The MLAnywhere Installation Wizard by default is deployed into Kubernetes cluster with a service
and a deployment
construction. These files are created as 2 separate yaml manifests. Alternatively you can use the all in one file, mlanywhere-all-in-one.yml
.
Also by default, MLAnywhere uses a Kubernetes Nodeport for access running on port 30003. This service port can be changed if required.
-
Install Kubectl and configure KUBECONFIG access to the Kubernetes cluster if not already configured.
-
Clone the MLAnywhere repository to your local machine if it has not already been done so.
git clone https://github.com/CiscoDevNet/MLAnywhere.git
-
Change directory to newly cloned MLAnywhere folder
cd MlAnywhere
-
Deploy the MLAnywhere Installation Wizard
kubectl apply -f mlanywhere-all-in-one.yml
Note: Make sure you update the location of the image that will be used to the one you created in the earlier stage
-
Check the pod has been deployed correctly
kubectl get pods
-
Determine the IP address of the worker nodes to which the pod has been deployed and make a note of these.
kubectl get nodes -o wide
-
Open a browser and navigate to the IP Address of one of the worker nodes, remembering to include the port. e.g. http://10.1.1.21:30003
Now MLAnywhere is installed, we can start to understand that there are 3 simple stages included which are all built into the tool which lead to the creation of a kubeflow environment and a valuable real world demo.

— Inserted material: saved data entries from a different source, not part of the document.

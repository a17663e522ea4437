// 该文件是 Loufang （楼房） 项目的一部分。
// src/tile/name.rs - 瓦片命名编解码
//
// 本文件根据 Apache 许可证第 2.0 版（以下简称“许可证”）授权使用；
// 除非遵守该许可证条款，否则您不得使用本文件。
// 您可通过以下网址获取许可证副本：
// http://www.apache.org/licenses/LICENSE-2.0
// 除非适用法律要求或书面同意，根据本许可协议分发的软件均按“原样”提供，
// 不附带任何形式的明示或暗示的保证或条件。
// 有关许可权限与限制的具体条款，请参阅本许可协议。
//
// Copyright (C) 2026 Johann Li <me@qinka.pro>, Wareless Group

//! 瓦片在源影像中的像素范围被编码进文件名 `{x0}_{x1}_{y0}_{y1}.<ext>`，
//! 这是瓦片化之后唯一保存地理参考信息的地方。

use std::{fmt, path::Path, str::FromStr};

use thiserror::Error;

#[derive(Error, Debug, PartialEq, Eq)]
pub enum TileNameError {
  #[error("瓦片文件名格式错误: {0}")]
  Malformed(String),
  #[error("瓦片像素范围无效: {0}")]
  EmptyRange(String),
  #[error("无法从路径中取得瓦片文件名: {0}")]
  NoStem(String),
}

/// 瓦片在源影像中的像素范围，区间左闭右开
#[derive(Debug, Clone, Copy, PartialEq, Eq, Hash)]
pub struct TileName {
  pub x_start: u32,
  pub x_end: u32,
  pub y_start: u32,
  pub y_end: u32,
}

impl TileName {
  pub fn new(x_start: u32, x_end: u32, y_start: u32, y_end: u32) -> Self {
    Self {
      x_start,
      x_end,
      y_start,
      y_end,
    }
  }

  /// 未填充部分的宽度
  pub fn width(&self) -> u32 {
    self.x_end - self.x_start
  }

  /// 未填充部分的高度
  pub fn height(&self) -> u32 {
    self.y_end - self.y_start
  }

  pub fn file_name(&self, extension: &str) -> String {
    format!("{}.{}", self, extension)
  }

  pub fn from_path(path: &Path) -> Result<Self, TileNameError> {
    path
      .file_stem()
      .and_then(|stem| stem.to_str())
      .ok_or_else(|| TileNameError::NoStem(path.display().to_string()))?
      .parse()
  }
}

impl fmt::Display for TileName {
  fn fmt(&self, f: &mut fmt::Formatter<'_>) -> fmt::Result {
    write!(
      f,
      "{}_{}_{}_{}",
      self.x_start, self.x_end, self.y_start, self.y_end
    )
  }
}

impl FromStr for TileName {
  type Err = TileNameError;

  fn from_str(s: &str) -> Result<Self, Self::Err> {
    let parts = s
      .split('_')
      .map(|part| part.parse::<u32>())
      .collect::<Result<Vec<_>, _>>()
      .map_err(|_| TileNameError::Malformed(s.to_string()))?;

    let [x_start, x_end, y_start, y_end] = parts[..] else {
      return Err(TileNameError::Malformed(s.to_string()));
    };

    if x_start >= x_end || y_start >= y_end {
      return Err(TileNameError::EmptyRange(s.to_string()));
    }

    Ok(TileName::new(x_start, x_end, y_start, y_end))
  }
}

Access the IP address hosting K8s worker node VM (as guided above) as we are using a NodePort ServiceType, and port that has been defined in the K8s manifest file mlanywhere-svc.yml.
In this example it is port 30003 as per the service description: -
apiVersion: v1
kind: Service
metadata:
name: mlanywhere-svc
labels:
app: mlanywhere-svc
spec:
type: NodePort
ports:
- port: 5000
nodePort: 30003
protocol: TCP
selector:
app: mlanywhere
So with the example of http://1x.9x.8x.2x:30003 you should get the following web page presented to you: -
In this 1st stage please input the connection details of the underlying container management platform which in this case is the Cisco Container Platform (CCP) Details Here as mla needs to create K8s clusters dynamically to host the subsequent Kubeflow env.
As the container management tool is hosted upon vmware vSphere in this example, we get the opportunity to define the following aspects of this supporting infrastructure so we can control exactly how the VMs get created as mla interacts with the vSphere API to apply these configuration choices: -
- Cluster Name
- vSphere Provider
- vSphere DataCenter
- vSphere Cluster
- vSphere Resource Pool
- vSphere Network
- vSphere DataStore
- GPU
- CCP Tenant Image Name
- VIP Pool
- SSH Key
Most of these aspects are obvious but we will expand on a few elements here.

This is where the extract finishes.